# To do
A verbatim transcript of the lines below, starting at the first and ending with the one that holds "pub enum DeliveryMode", is what should be produced.

=== Section Start ===

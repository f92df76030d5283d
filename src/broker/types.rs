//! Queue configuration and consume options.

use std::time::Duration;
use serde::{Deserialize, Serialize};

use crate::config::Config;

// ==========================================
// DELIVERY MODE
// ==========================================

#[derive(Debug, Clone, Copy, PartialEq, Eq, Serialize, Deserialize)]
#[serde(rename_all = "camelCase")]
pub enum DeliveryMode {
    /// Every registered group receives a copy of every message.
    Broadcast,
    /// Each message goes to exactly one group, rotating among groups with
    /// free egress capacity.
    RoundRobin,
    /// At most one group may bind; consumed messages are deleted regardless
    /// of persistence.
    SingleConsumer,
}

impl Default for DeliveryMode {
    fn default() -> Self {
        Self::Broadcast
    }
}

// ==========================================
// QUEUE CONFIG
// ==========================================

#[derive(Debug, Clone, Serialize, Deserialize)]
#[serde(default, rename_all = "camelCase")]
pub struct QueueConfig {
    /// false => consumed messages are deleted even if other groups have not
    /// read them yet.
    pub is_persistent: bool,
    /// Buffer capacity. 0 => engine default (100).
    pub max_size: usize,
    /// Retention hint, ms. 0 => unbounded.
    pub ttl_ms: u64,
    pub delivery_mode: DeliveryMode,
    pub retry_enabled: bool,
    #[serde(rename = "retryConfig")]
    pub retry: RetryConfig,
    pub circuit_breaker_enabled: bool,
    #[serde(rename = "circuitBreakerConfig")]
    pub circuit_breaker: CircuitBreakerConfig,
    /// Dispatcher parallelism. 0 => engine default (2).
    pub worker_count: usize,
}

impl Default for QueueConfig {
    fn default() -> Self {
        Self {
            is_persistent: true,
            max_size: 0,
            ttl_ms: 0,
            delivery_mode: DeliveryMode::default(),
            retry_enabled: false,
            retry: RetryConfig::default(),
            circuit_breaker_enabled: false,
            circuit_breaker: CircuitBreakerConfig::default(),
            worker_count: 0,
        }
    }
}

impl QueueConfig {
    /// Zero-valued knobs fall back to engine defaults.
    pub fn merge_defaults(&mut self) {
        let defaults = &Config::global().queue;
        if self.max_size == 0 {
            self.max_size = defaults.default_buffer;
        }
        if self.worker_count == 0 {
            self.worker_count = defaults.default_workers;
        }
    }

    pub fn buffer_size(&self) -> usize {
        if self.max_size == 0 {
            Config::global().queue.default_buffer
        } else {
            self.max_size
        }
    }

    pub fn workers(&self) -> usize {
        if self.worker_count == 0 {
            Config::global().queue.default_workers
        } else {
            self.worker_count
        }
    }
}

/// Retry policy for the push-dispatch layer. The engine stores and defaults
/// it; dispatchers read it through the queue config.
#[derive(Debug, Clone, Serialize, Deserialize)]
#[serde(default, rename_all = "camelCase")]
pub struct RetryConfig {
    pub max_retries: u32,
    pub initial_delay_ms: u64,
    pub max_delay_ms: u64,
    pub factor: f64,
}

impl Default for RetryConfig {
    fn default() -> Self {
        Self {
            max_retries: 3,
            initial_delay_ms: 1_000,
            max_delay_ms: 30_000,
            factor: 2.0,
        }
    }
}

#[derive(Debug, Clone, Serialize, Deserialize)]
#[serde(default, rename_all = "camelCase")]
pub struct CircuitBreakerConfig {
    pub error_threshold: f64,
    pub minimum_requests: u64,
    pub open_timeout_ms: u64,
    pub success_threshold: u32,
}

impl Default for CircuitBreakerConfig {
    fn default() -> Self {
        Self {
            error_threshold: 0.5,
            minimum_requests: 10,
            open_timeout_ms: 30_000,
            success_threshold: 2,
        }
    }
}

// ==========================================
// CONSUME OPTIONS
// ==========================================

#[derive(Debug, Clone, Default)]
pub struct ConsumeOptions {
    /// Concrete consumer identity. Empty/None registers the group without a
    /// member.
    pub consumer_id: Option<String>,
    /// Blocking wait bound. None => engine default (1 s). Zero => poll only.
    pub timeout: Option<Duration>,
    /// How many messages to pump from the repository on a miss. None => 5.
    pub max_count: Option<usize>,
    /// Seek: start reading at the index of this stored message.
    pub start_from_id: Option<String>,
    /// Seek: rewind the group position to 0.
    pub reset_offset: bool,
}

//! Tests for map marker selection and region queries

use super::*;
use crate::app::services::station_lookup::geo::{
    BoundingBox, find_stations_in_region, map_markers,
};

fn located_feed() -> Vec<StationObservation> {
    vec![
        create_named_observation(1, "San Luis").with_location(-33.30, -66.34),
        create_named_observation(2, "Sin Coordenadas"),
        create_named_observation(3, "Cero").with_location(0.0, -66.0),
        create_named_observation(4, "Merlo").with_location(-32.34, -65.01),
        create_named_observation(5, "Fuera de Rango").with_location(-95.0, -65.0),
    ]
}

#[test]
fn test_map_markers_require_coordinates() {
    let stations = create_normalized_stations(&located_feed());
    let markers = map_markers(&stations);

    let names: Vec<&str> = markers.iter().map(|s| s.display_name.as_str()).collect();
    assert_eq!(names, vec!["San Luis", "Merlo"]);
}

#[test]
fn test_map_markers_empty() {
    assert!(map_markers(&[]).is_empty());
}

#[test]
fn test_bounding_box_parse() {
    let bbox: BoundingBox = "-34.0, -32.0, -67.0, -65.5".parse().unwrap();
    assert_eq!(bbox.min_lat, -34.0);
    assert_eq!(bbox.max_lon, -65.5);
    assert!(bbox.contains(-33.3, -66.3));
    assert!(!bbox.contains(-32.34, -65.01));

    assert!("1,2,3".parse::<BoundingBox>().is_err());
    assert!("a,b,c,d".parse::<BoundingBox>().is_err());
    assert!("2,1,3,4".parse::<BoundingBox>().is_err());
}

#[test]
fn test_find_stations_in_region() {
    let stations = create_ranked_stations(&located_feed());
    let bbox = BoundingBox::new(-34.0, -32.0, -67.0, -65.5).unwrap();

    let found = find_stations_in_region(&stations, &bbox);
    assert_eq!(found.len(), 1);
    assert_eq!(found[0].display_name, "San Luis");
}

=== Section End ===

# Finished exercise
repository f92df76030d5283d
filename src/broker/types.rs
//! Queue configuration and consume options.

use std::time::Duration;
use serde::{Deserialize, Serialize};

use crate::config::Config;

// ==========================================
// DELIVERY MODE
// ==========================================

#[derive(Debug, Clone, Copy, PartialEq, Eq, Serialize, Deserialize)]
#[serde(rename_all = "camelCase")]
pub enum DeliveryMode {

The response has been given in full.